(How to complete this task)
Starting at the top of the data and ending with the line that holds "NaiveDate, end: NaiveDate", transcribe each line exactly; include both ends.

(Saved entries)

»»

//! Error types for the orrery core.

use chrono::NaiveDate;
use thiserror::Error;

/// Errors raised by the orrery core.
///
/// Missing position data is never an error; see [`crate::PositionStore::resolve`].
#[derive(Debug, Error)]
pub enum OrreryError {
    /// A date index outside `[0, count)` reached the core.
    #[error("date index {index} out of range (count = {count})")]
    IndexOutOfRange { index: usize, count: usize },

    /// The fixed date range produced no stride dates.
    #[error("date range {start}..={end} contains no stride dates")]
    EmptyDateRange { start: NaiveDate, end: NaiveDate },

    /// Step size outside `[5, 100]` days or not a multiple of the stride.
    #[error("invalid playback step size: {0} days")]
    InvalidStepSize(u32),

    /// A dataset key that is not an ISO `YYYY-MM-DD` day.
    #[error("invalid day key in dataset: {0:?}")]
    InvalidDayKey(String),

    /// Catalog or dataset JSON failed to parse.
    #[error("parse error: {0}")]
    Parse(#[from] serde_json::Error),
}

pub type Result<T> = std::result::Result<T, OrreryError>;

««

(Solution to the problem)
//! Error types for the orrery core.

use chrono::NaiveDate;
use thiserror::Error;

/// Errors raised by the orrery core.
///
/// Missing position data is never an error; see [`crate::PositionStore::resolve`].
#[derive(Debug, Error)]
pub enum OrreryError {
    /// A date index outside `[0, count)` reached the core.
    #[error("date index {index} out of range (count = {count})")]
    IndexOutOfRange { index: usize, count: usize },

    /// The fixed date range produced no stride dates.
    #[error("date range {start}..={end} contains no stride dates")]
    EmptyDateRange { start: NaiveDate, end: NaiveDate },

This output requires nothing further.